During a trial held in November last year, Musk argued that even though he has spent many hours at work on his other companies, most recently through his $44 billion acquisition of Twitter, he would be done spending so much time on the blue bird app once the platform was “fixed,” or more specifically, once the “fundamental organizational restructuring” was completed. He has since mentioned he plans to step away from Twitter by the end of 2023. He also told the court that he had been spending a little more than 50% at Tesla during the time after he received that pay package, but had since been splitting his time between his other major companies.

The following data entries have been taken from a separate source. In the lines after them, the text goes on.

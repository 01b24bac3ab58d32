//! Database connection and initialization.

use std::sync::Arc;

use sea_orm::{ConnectOptions, Database as SeaDatabase, DatabaseConnection, DbErr};
use sea_orm_migration::MigratorTrait;

use common::DatabaseConfig;

use super::migrations::Migrator;

/// Database wrapper for connection management
#[derive(Clone)]
pub struct Database {
    connection: Arc<DatabaseConnection>,
}

impl Database {
    /// Initialize the connection pool and run migrations.
    pub async fn connect(config: &DatabaseConfig) -> Result<Self, DbErr> {
        let db = Self::connect_without_migrations(config).await?;

        // Run pending migrations
        Migrator::up(db.connection.as_ref(), None).await?;
        tracing::info!("Database connected and migrations applied");

        Ok(db)
    }

    /// Connect without running migrations (for CLI commands).
    pub async fn connect_without_migrations(config: &DatabaseConfig) -> Result<Self, DbErr> {
        let mut options = ConnectOptions::new(config.url.clone());
        options
            .max_connections(config.max_connections)
            .min_connections(config.min_connections)
            .connect_timeout(config.connect_timeout())
            .acquire_timeout(config.connect_timeout())
            .sqlx_logging(false);

        let connection = SeaDatabase::connect(options).await?;
        tracing::debug!(
            max_connections = config.max_connections,
            min_connections = config.min_connections,
            "Connection pool ready"
        );
        Ok(Self {
            connection: Arc::new(connection),
        })
    }

    /// Get a shared handle to the database connection.
    pub fn get_connection(&self) -> Arc<DatabaseConnection> {
        Arc::clone(&self.connection)
    }

    /// Run pending migrations.
    pub async fn run_migrations(&self) -> Result<(), DbErr> {
        Migrator::up(self.connection.as_ref(), None).await
    }

    /// Rollback the last migration.
    pub async fn rollback_migration(&self) -> Result<(), DbErr> {
        Migrator::down(self.connection.as_ref(), Some(1)).await
    }

    /// Get migration status (list all migrations with applied status).
    pub async fn migration_status(&self) -> Result<Vec<(String, bool)>, DbErr> {
        use sea_orm::{EntityTrait, QueryOrder};
        use sea_orm_migration::seaql_migrations;

        // Get applied migrations from database
        let applied: std::collections::HashSet<String> = seaql_migrations::Entity::find()
            .order_by_asc(seaql_migrations::Column::Version)
            .all(self.connection.as_ref())
            .await?
            .into_iter()
            .map(|m| m.version)
            .collect();

        // Map all defined migrations with their applied status
        let migrations: Vec<(String, bool)> = Migrator::migrations()
            .iter()
            .map(|m| {
                let name = m.name().to_string();
                let is_applied = applied.contains(&name);
                (name, is_applied)
            })
            .collect();

        Ok(migrations)
    }

    /// Reset database and run all migrations fresh.
    pub async fn fresh_migrations(&self) -> Result<(), DbErr> {
        Migrator::fresh(self.connection.as_ref()).await
    }

    /// Close the pool, waiting for checked-out connections to return.
    ///
    /// Only the last holder of the connection can close it; otherwise the
    /// pool is released when the remaining handles drop.
    pub async fn close(self) -> Result<(), DbErr> {
        match Arc::try_unwrap(self.connection) {
            Ok(connection) => connection.close().await,
            Err(_) => {
                tracing::debug!("Connection pool still shared, skipping close");
                Ok(())
            }
        }
    }
}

His time at Twitter also came into starker light during the plaintiff’s Tuesday arguments. Varallo again reportedly brought up how Musk took engineers away from Tesla just so they could beef up some of Twitter’s systems during those early weeks when Musk first bought the platform.

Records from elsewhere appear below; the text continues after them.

//! Task domain entity.

use chrono::{DateTime, Utc};
use serde::{Deserialize, Serialize};
use validator::Validate;

use crate::error::{DomainError, DomainResult};

/// Task domain entity
#[derive(Debug, Clone, PartialEq, Eq, Serialize, Deserialize)]
pub struct Task {
    pub id: i32,
    pub report_id: i32,
    pub project_id: i32,
    pub name: String,
    #[serde(skip_serializing_if = "Option::is_none")]
    pub developer_note: Option<String>,
    /// Planned estimate in minutes
    pub estimate_planned: i32,
    /// Progress against the estimate in minutes
    pub estimate_progress: i32,
    pub start_timestamp: DateTime<Utc>,
    pub end_timestamp: DateTime<Utc>,
    pub created_at: DateTime<Utc>,
}

impl Task {
    /// Wall-clock time covered by the task
    pub fn duration(&self) -> chrono::Duration {
        self.end_timestamp - self.start_timestamp
    }
}

/// Task creation data transfer object.
///
/// Report and project references are assigned by the writer.
#[derive(Debug, Clone, PartialEq, Eq, Serialize, Deserialize, Validate)]
pub struct NewTask {
    #[validate(length(min = 1, message = "Task name cannot be empty"))]
    pub name: String,
    pub developer_note: Option<String>,
    pub estimate_planned: i32,
    pub estimate_progress: i32,
    pub start_timestamp: DateTime<Utc>,
    pub end_timestamp: DateTime<Utc>,
}

impl NewTask {
    /// Check the name and the time window.
    ///
    /// A task may start and end at the same instant, but never end before it
    /// starts.
    pub fn ensure_valid(&self) -> DomainResult<()> {
        self.validate()?;
        if self.start_timestamp > self.end_timestamp {
            return Err(DomainError::validation(format!(
                "Task end ({}) is before its start ({})",
                self.end_timestamp, self.start_timestamp
            )));
        }
        Ok(())
    }
}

According to emails listed in the court documents, Musk told Todd Maron, Tesla’s former general Counsel, that the additional salary was all part of his long-touted efforts to get man to Mars, which only would be possible “if I am successful in leading Tesla to be one of the world’s most valuable companies.”
Musk has faced other lawsuits related to his businesses. A jury ruled in favor of the Tesla owner last month when they determined his infamous “funding secured” tweet about taking Tesla private wasn’t equivalent to fraud.

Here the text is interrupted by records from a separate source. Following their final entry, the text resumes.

//! Developer repository.
//!
//! Works against anything implementing [`ConnectionTrait`], so the same code
//! serves pooled reads and statements inside a unit of work.

use sea_orm::{ActiveModelTrait, ConnectionTrait, EntityTrait, Set};

use super::entities::developer::{ActiveModel, Entity as DeveloperEntity};
use common::{AppError, AppResult};
use domain::{Developer, NewDeveloper};

pub struct DeveloperRepository<'c, C> {
    conn: &'c C,
}

impl<'c, C: ConnectionTrait> DeveloperRepository<'c, C> {
    pub fn new(conn: &'c C) -> Self {
        Self { conn }
    }

    /// Insert a developer; id and timestamps come back from the database.
    pub async fn insert(&self, developer: &NewDeveloper) -> AppResult<Developer> {
        let active_model = ActiveModel {
            first_name: Set(developer.first_name.clone()),
            last_name: Set(developer.last_name.clone()),
            ..Default::default()
        };

        let model = active_model
            .insert(self.conn)
            .await
            .map_err(|e| AppError::from_db("insert developer", e))?;

        Ok(Developer::from(model))
    }

    /// Find developer by ID, soft-deleted rows included
    pub async fn find_by_id(&self, id: i32) -> AppResult<Option<Developer>> {
        let result = DeveloperEntity::find_by_id(id)
            .one(self.conn)
            .await
            .map_err(|e| AppError::from_db("select developer", e))?;

        Ok(result.map(Developer::from))
    }

    // TODO: patch and soft delete once the editable fields and the cascade
    // rules for dependent reports are decided; `deleted_at` is read-only until then.
}
//! Migration: Create tasks table.

use sea_orm_migration::prelude::*;

use super::m20240101_000002_create_projects_table::Projects;
use super::m20240101_000003_create_reports_table::Reports;

#[derive(DeriveMigrationName)]
pub struct Migration;

#[async_trait::async_trait]
impl MigrationTrait for Migration {
    async fn up(&self, manager: &SchemaManager) -> Result<(), DbErr> {
        manager
            .create_table(
                Table::create()
                    .table(Tasks::Table)
                    .if_not_exists()
                    .col(
                        ColumnDef::new(Tasks::Id)
                            .integer()
                            .not_null()
                            .auto_increment()
                            .primary_key(),
                    )
                    .col(ColumnDef::new(Tasks::ReportId).integer().not_null())
                    .col(ColumnDef::new(Tasks::ProjectId).integer().not_null())
                    .col(ColumnDef::new(Tasks::Name).text().not_null())
                    .col(ColumnDef::new(Tasks::DeveloperNote).text().null())
                    .col(ColumnDef::new(Tasks::EstimatePlaned).integer().not_null())
                    .col(ColumnDef::new(Tasks::EstimateProgress).integer().not_null())
                    .col(ColumnDef::new(Tasks::StartTimestamp).timestamp_with_time_zone().not_null())
                    .col(ColumnDef::new(Tasks::EndTimestamp).timestamp_with_time_zone().not_null())
                    .col(
                        ColumnDef::new(Tasks::CreatedAt)
                            .timestamp_with_time_zone()
                            .not_null()
                            .default(Expr::current_timestamp()),
                    )
                    .check(Expr::col(Tasks::StartTimestamp).lte(Expr::col(Tasks::EndTimestamp)))
                    .check(
                        Expr::col(Tasks::EstimatePlaned)
                            .gte(0)
                            .and(Expr::col(Tasks::EstimateProgress).gte(0)),
                    )
                    .foreign_key(
                        ForeignKey::create()
                            .name("fk_tasks_report_id")
                            .from(Tasks::Table, Tasks::ReportId)
                            .to(Reports::Table, Reports::Id)
                            .on_delete(ForeignKeyAction::Cascade),
                    )
                    .foreign_key(
                        ForeignKey::create()
                            .name("fk_tasks_project_id")
                            .from(Tasks::Table, Tasks::ProjectId)
                            .to(Projects::Table, Projects::Id)
                            .on_delete(ForeignKeyAction::Cascade),
                    )
                    .to_owned(),
            )
            .await?;

        manager
            .create_index(
                Index::create()
                    .name("idx_tasks_report_id")
                    .table(Tasks::Table)
                    .col(Tasks::ReportId)
                    .to_owned(),
            )
            .await
    }

    async fn down(&self, manager: &SchemaManager) -> Result<(), DbErr> {
        manager
            .drop_table(Table::drop().table(Tasks::Table).to_owned())
            .await
    }
}

#[derive(DeriveIden)]
enum Tasks {
    Table,
    Id,
    ReportId,
    ProjectId,
    Name,
    DeveloperNote,
    EstimatePlaned,
    EstimateProgress,
    StartTimestamp,
    EndTimestamp,
    CreatedAt,
}
//! Domain-level errors.
//!
//! These errors represent rejected input. They are raised before any
//! statement reaches the database.

use thiserror::Error;
use validator::ValidationErrors;

/// Domain-specific errors for business rule violations.
#[derive(Error, Debug, Clone, PartialEq, Eq)]
pub enum DomainError {
    /// Validation failed for a field or input
    #[error("Validation error: {0}")]
    Validation(String),

    /// Entity kind name not recognised
    #[error("Unknown entity kind: {0} (expected one of: {})", crate::VALID_KINDS.join(", "))]
    UnknownKind(String),
}

impl DomainError {
    /// Create a validation error
    pub fn validation(msg: impl Into<String>) -> Self {
        DomainError::Validation(msg.into())
    }

    /// Collapse `validator` output into a single message.
    ///
    /// Only the first failing field, by name, is reported, so the message is
    /// stable when several fields fail at once.
    pub fn from_validation(errors: ValidationErrors) -> Self {
        let mut fields: Vec<_> = errors.field_errors().into_iter().collect();
        fields.sort_by(|(a, _), (b, _)| a.cmp(b));

        let message = fields
            .into_iter()
            .next()
            .and_then(|(field, errs)| {
                errs.first().map(|err| match &err.message {
                    Some(msg) => msg.to_string(),
                    None => format!("{} is invalid", field),
                })
            })
            .unwrap_or_else(|| "Validation failed".to_string());
        DomainError::Validation(message)
    }
}

impl From<ValidationErrors> for DomainError {
    fn from(errors: ValidationErrors) -> Self {
        DomainError::from_validation(errors)
    }
}

/// Result type alias for domain operations
pub type DomainResult<T> = Result<T, DomainError>;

Musk is still focusing a lot of his time on Twitter, though that company is also facing numerous lawsuits from laid off employees and from the landlords of some of its worldwide properties. This past January, a marketing firm sued Twitter arguing the company had stopped paying it for promotional items including a nearly $7,000 “swag gift box” that was handed over to Musk when he first came to Twitter HQ last October, according to court docs filed in California court. That invoice listed among the documents said the gift box included a $689 bottle of whiskey from Japan and a $215 cheese board.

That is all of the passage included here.